Sleep may be viewed as a state that the human mind and body will develop when a person understands (and practices) core sleep skills and learns to manage the factors that undermine sleep. For example, no one would expect to go to sleep when a dog is barking loudly. Many people do expect to go to sleep with other sleep-disrupting conditions happening, because they do not identify these factors.


Quality of sleep can be improved through a wide variety of strategies. Our sleep program includes cognitive and behavioral strategies to establish sound, restful sleep.


The first step in our sleep program involves teaching a set of basic skills that are essential to sleep. Surprisingly, this is often enough to allow for restful sleep without additional work.


Depending on the “specifics” of the sleep difficulty, one or more additional strategies may be added. For example: The transition to sleep is a time when certain topics that one might avoid thinking about during the day become sources of wakefulness. Developing strategies to target this source of wakefulness is a key part the program for some people.

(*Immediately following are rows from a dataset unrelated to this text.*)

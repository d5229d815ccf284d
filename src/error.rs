//! Error types for backdrop initialization.
//!
//! GPU setup is the only part of the crate that can fail. Everything else is
//! plain state owned by the scene.

use std::fmt;

/// Errors that can occur while acquiring the GPU.
#[derive(Debug)]
pub enum GpuError {
    /// Failed to create a surface for rendering.
    SurfaceCreation(wgpu::CreateSurfaceError),
    /// No compatible GPU adapter found.
    NoAdapter,
    /// Failed to create GPU device.
    DeviceCreation(wgpu::RequestDeviceError),
}

impl fmt::Display for GpuError {
    fn fmt(&self, f: &mut fmt::Formatter<'_>) -> fmt::Result {
        match self {
            GpuError::SurfaceCreation(e) => write!(f, "Failed to create GPU surface: {}", e),
            GpuError::NoAdapter => write!(f, "No compatible GPU adapter found. Ensure your system has a GPU with Vulkan/Metal/DX12 support."),
            GpuError::DeviceCreation(e) => write!(f, "Failed to create GPU device: {}", e),
        }
    }
}

impl std::error::Error for GpuError {
    fn source(&self) -> Option<&(dyn std::error::Error + 'static)> {
        match self {
            GpuError::SurfaceCreation(e) => Some(e),
            GpuError::DeviceCreation(e) => Some(e),
            GpuError::NoAdapter => None,
        }
    }
}

impl From<wgpu::CreateSurfaceError> for GpuError {
    fn from(e: wgpu::CreateSurfaceError) -> Self {
        GpuError::SurfaceCreation(e)
    }
}

impl From<wgpu::RequestDeviceError> for GpuError {
    fn from(e: wgpu::RequestDeviceError) -> Self {
        GpuError::DeviceCreation(e)
    }
}

/// Errors that can occur when running a backdrop.
#[derive(Debug)]
pub enum BackdropError {
    /// Failed to create event loop.
    EventLoop(winit::error::EventLoopError),
    /// Failed to create window.
    Window(winit::error::OsError),
    /// GPU initialization failed.
    Gpu(GpuError),
}

impl fmt::Display for BackdropError {
    fn fmt(&self, f: &mut fmt::Formatter<'_>) -> fmt::Result {
        match self {
            BackdropError::EventLoop(e) => write!(f, "Failed to create event loop: {}", e),
            BackdropError::Window(e) => write!(f, "Failed to create window: {}", e),
            BackdropError::Gpu(e) => write!(f, "GPU error: {}", e),
        }
    }
}

impl std::error::Error for BackdropError {
    fn source(&self) -> Option<&(dyn std::error::Error + 'static)> {
        match self {
            BackdropError::EventLoop(e) => Some(e),
            BackdropError::Window(e) => Some(e),
            BackdropError::Gpu(e) => Some(e),
        }
    }
}

impl From<winit::error::EventLoopError> for BackdropError {
    fn from(e: winit::error::EventLoopError) -> Self {
        BackdropError::EventLoop(e)
    }
}

impl From<winit::error::OsError> for BackdropError {
    fn from(e: winit::error::OsError) -> Self {
        BackdropError::Window(e)
    }
}

impl From<GpuError> for BackdropError {
    fn from(e: GpuError) -> Self {
        BackdropError::Gpu(e)
    }
}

Part of learning to fall asleep easily requires figuring out what your personal triggers for sleeplessness may be. Keeping this type of factor under scrutiny is important in order to figure out how one trigger relates to other factors. For example, a simple activity like watching TV news at bedtime may produce wakefulness when certain content occurs and not other content. For some people, but not all people with insomnia, something like the TV news may “wake up” the brain too much for a quick transition to the drowsy state – but only if a person has not exercised sufficiently that day. On days when the person runs a few miles, the TV news may be an acceptable increase in mental activity. However, it must remain on the “possible trigger” list in order to solve the insomnia problem.